HAC News: August 18, 2022
Inflation Reduction Act includes housing energy provisions
On August 16, President Biden signed the Inflation Reduction Act, the scaled-back version of the Build Back Better Act. BBB would have put substantial funding into existing USDA and HUD housing programs, whereas the IRA’s housing provisions focus on increasing energy efficiency and climate resilience. They include creation of a new HUD-administered program that will make loans and grants to properties assisted by HUD’s Section 202, 811, and 236 programs, and those with Section 8 project-based vouchers.
Loan payment program for Black farmers replaced
The Inflation Reduction Act replaces the loan repayment program for Black and other disadvantaged farmers that was created in the 2021 American Recovery and Reinvestment Act. Implementation of the ARPA effort had been frozen pending the resolution of several lawsuits claiming that basing repayments on race was discriminatory. The IRA’s version will provide payments to anyone who experienced past discrimination in USDA farm lending programs. It also includes grants and loans “to improve land access (including heirs’ property and fractionated land issues) for underserved farmers, ranchers, and forest landowners.” Additional funds are allocated for outreach, education, research, equity commissions, and other aid.

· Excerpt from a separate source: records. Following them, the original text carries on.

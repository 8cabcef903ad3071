//! Complete frame structure for the clocksync wire protocol
//!
//! Frame = Fixed Header + Payload

use bytes::BytesMut;

use clocksync_core::{SyncError, SyncResult};

use crate::{FrameHeader, FrameKind, Request, Response, FIXED_HEADER_SIZE};

/// Maximum frame size (MTU-friendly)
pub const MAX_FRAME_SIZE: usize = 1400;

/// Maximum payload size
pub const MAX_PAYLOAD_SIZE: usize = MAX_FRAME_SIZE - FIXED_HEADER_SIZE;

/// Complete clocksync frame
#[derive(Clone, Debug, PartialEq, Eq)]
pub struct Frame {
    /// Fixed header
    pub header: FrameHeader,
    /// Encoded message body
    pub payload: Vec<u8>,
}

impl Frame {
    /// Build a request frame
    pub fn request(request_id: u64, request: &Request) -> Self {
        let mut payload = BytesMut::new();
        request.encode_payload(&mut payload);
        Frame {
            header: FrameHeader::new(FrameKind::Request, request.tag(), request_id),
            payload: payload.to_vec(),
        }
    }

    /// Build a response frame answering `request_id`
    pub fn response(request_id: u64, response: &Response) -> Self {
        let mut payload = BytesMut::new();
        response.encode_payload(&mut payload);
        Frame {
            header: FrameHeader::new(FrameKind::Response, response.tag(), request_id),
            payload: payload.to_vec(),
        }
    }

    #[inline]
    pub fn kind(&self) -> FrameKind {
        self.header.kind
    }

    #[inline]
    pub fn request_id(&self) -> u64 {
        self.header.request_id
    }

    /// Decode the payload as a request
    pub fn decode_request(&self) -> SyncResult<Request> {
        if self.header.kind != FrameKind::Request {
            return Err(SyncError::InvalidWireFormat("Expected a request frame".into()));
        }
        Request::decode(self.header.tag, &self.payload)
    }

    /// Decode the payload as a response
    pub fn decode_response(&self) -> SyncResult<Response> {
        if self.header.kind != FrameKind::Response {
            return Err(SyncError::InvalidWireFormat("Expected a response frame".into()));
        }
        Response::decode(self.header.tag, &self.payload)
    }

    /// Parse frame from bytes
    pub fn parse(buf: &[u8]) -> SyncResult<Self> {
        let header = FrameHeader::parse(buf)?;

        let payload_end = FIXED_HEADER_SIZE + header.payload_len as usize;
        if buf.len() != payload_end {
            return Err(SyncError::InvalidWireFormat(format!(
                "Payload length mismatch: header says {}, frame carries {}",
                header.payload_len,
                buf.len() - FIXED_HEADER_SIZE
            )));
        }

        Ok(Frame {
            payload: buf[FIXED_HEADER_SIZE..payload_end].to_vec(),
            header,
        })
    }

    /// Serialize frame to bytes
    pub fn serialize(&self) -> SyncResult<Vec<u8>> {
        let total_size = self.size();

        if total_size > MAX_FRAME_SIZE {
            return Err(SyncError::InvalidWireFormat(format!(
                "Frame too large: {} > {}",
                total_size, MAX_FRAME_SIZE
            )));
        }

        let mut buf = vec![0u8; total_size];

        let mut header = self.header.clone();
        header.payload_len = self.payload.len() as u16;
        header.serialize(&mut buf)?;

        buf[FIXED_HEADER_SIZE..].copy_from_slice(&self.payload);

        Ok(buf)
    }

    /// Calculate total frame size
    pub fn size(&self) -> usize {
        FIXED_HEADER_SIZE + self.payload.len()
    }

    /// Check if frame fits in MTU
    pub fn fits_mtu(&self) -> bool {
        self.size() <= MAX_FRAME_SIZE
    }
}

Assistance available for transferring Section 515 properties
USDA recently awarded funding to technical assistance providers, including HAC, to help nonprofits acquire and preserve Section 515 rental properties. HAC will assist properties located in Alabama, Florida, Georgia, Kentucky, Mississippi, North Carolina, South Carolina, and Tennessee. Current owners of 515 properties who are interested in transferring ownership to a nonprofit organization, or nonprofits who are interested in acquiring one, can reach out to Kristin Blum, HAC. To find a TA provider in another state, click the Contact tab at this link. TA is also available for transfers of Section 514/516 farmworker properties in some states; click the Contact tab at this link.
Census estimates housing units undercounted in rural and Native areas, requests input
- Nationwide, there was no statistically significant undercount or overcount of housing units in the 2020 decennial census, the Census Bureau calculates. The bureau’s Post-Enumeration Survey report on the housing unit count does identify some statistically significant variations at the regional and state levels. It also estimates a 4.2% net undercount in the most remote rural places where internet and mail delivery are limited. It calculates a national net undercount of 7% for housing units on American Indian Reservations, though not in other types of Native lands. PES reports on the 2020 counts of population and of certain characteristics were published earlier this year.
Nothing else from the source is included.